/lzabt

alpha balanced grammar compression

Primary LanguageC++OtherNOASSERTION

LZD

This is an implementation of the LZ Double-factor factorization (LZD factorization). LZD is a simple extension of the well-known compression algorithm LZ78. While LZ78 factorize an input string to the sequence of pairs of a longest previous factor and the succeeding character, LZD factorize an input string to the sequence of pairs of a longest previous factor and the succeeding longest previous factor. LZD shows better compression ratio than LZ78 in practical.

LZ-ABT

LZ-ABT is a new LZ78-style grammar compression algorithm which is a simple online algorithm to create. This can avoid the lower-bound time of the naive algorithms for LZD, other LZ78-style compression algorithms, which was observed in [Badkobeh et. al., SPIRE 2017, 51-67]

Compile

We use SCons to build source codes.

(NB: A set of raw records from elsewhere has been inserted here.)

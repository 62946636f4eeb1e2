//! NPC records and conversation history.

use crate::{NpcId, Personality, PlayerId, Position};
use derive_getters::Getters;
use serde::{Deserialize, Serialize};
use std::collections::VecDeque;

/// One completed exchange: what the player said and what the NPC answered.
#[derive(Debug, Clone, PartialEq, Eq, Serialize, Deserialize, Getters)]
pub struct ChatTurn {
    /// The player's utterance
    player_message: String,
    /// The NPC's reply
    npc_reply: String,
}

impl ChatTurn {
    /// Create a turn.
    pub fn new(player_message: impl Into<String>, npc_reply: impl Into<String>) -> Self {
        Self {
            player_message: player_message.into(),
            npc_reply: npc_reply.into(),
        }
    }
}

/// What a provider needs to keep an NPC in character.
#[derive(Debug, Clone, PartialEq, Eq, Getters)]
pub struct NpcContext {
    /// NPC being voiced
    npc_id: NpcId,
    /// Name shown in game
    display_name: String,
    /// Personality tag
    personality: Personality,
    /// Display name of the NPC's owner, who the prompt addresses
    player_name: String,
}

impl NpcContext {
    /// Create a context.
    pub fn new(
        npc_id: NpcId,
        display_name: impl Into<String>,
        personality: Personality,
        player_name: impl Into<String>,
    ) -> Self {
        Self {
            npc_id,
            display_name: display_name.into(),
            personality,
            player_name: player_name.into(),
        }
    }
}

/// A tracked NPC.
#[derive(Debug, Clone, PartialEq, Getters)]
pub struct NpcRecord {
    /// Unique id
    id: NpcId,
    /// Owning player
    owner: PlayerId,
    /// Owning player's display name
    owner_name: String,
    /// Personality tag
    personality: Personality,
    /// Name shown in game
    display_name: String,
    /// Where the NPC was spawned
    position: Position,
    /// Oldest-first conversation history
    history: VecDeque<ChatTurn>,
}

impl NpcRecord {
    /// Create a record with empty history. The display name is derived from
    /// the personality.
    pub fn new(
        id: NpcId,
        owner: PlayerId,
        owner_name: impl Into<String>,
        personality: Personality,
        position: Position,
    ) -> Self {
        let display_name = personality.display_name();
        Self {
            id,
            owner,
            owner_name: owner_name.into(),
            personality,
            display_name,
            position,
            history: VecDeque::new(),
        }
    }

    /// Append a turn, then evict from the front until at most `limit` remain.
    ///
    /// # Examples
    ///
    /// ```
    /// use parley_core::{ChatTurn, NpcId, NpcRecord, Personality, PlayerId, Position};
    ///
    /// let mut npc = NpcRecord::new(
    ///     NpcId(1),
    ///     PlayerId::new("p1"),
    ///     "Alex",
    ///     Personality::new("wise"),
    ///     Position::default(),
    /// );
    /// for text in ["A", "B", "C"] {
    ///     npc.push_turn(ChatTurn::new(text, "ok"), 2);
    /// }
    /// let kept: Vec<_> = npc.history().iter().map(|t| t.player_message().as_str()).collect();
    /// assert_eq!(kept, ["B", "C"]);
    /// ```
    pub fn push_turn(&mut self, turn: ChatTurn, limit: usize) {
        self.history.push_back(turn);
        while self.history.len() > limit {
            self.history.pop_front();
        }
    }

    /// Context for a provider call.
    ///
    /// Each NPC is a companion bound to one player, so the prompt always
    /// names the owner. Messages from other players are answered as if the
    /// owner had spoken; their ids only appear in logs.
    pub fn context(&self) -> NpcContext {
        NpcContext::new(
            self.id,
            self.display_name.clone(),
            self.personality.clone(),
            self.owner_name.clone(),
        )
    }
}

#[cfg(test)]
mod tests {
    use super::*;

    fn record() -> NpcRecord {
        NpcRecord::new(
            NpcId(9),
            PlayerId::new("p"),
            "Sam",
            Personality::new("cheerful"),
            Position::default(),
        )
    }

    #[test]
    fn zero_limit_keeps_nothing() {
        let mut npc = record();
        npc.push_turn(ChatTurn::new("hi", "hello"), 0);
        assert!(npc.history().is_empty());
    }

    #[test]
    fn context_carries_owner_and_personality() {
        let npc = record();
        let ctx = npc.context();
        assert_eq!(*ctx.npc_id(), NpcId(9));
        assert_eq!(ctx.player_name(), "Sam");
        assert_eq!(ctx.display_name(), "Cheerful Farmer");
        assert_eq!(ctx.personality().as_str(), "cheerful");
    }
}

To compile, you just type following command in the top of the project directory. Binary files are put in out directory.

$ scons

Note that you may have to modify some settings such as compiler in SConstruct for your environment.

Compress

Usage

$ out/compress
Usage  : out/compress [options]
Options: 
  -f FileName           : input file
  -o FileName           : output file
  -c                    : check whether decompressed string equals the input
  -d NUM                : set the debug level
  -l maxSize            : set max code size
  -a lzd_ns             : LZD not using stream
  -a lzd                : LZD
  -a lzabt_ns           : LZABT_NS
  -a lzabt              : LZABT
  -a lzabt_comp         : LZABT in compressed space

Examples

The following command compresses SConstruct, and output to hoge.lz by the algorithm LZ-ABT.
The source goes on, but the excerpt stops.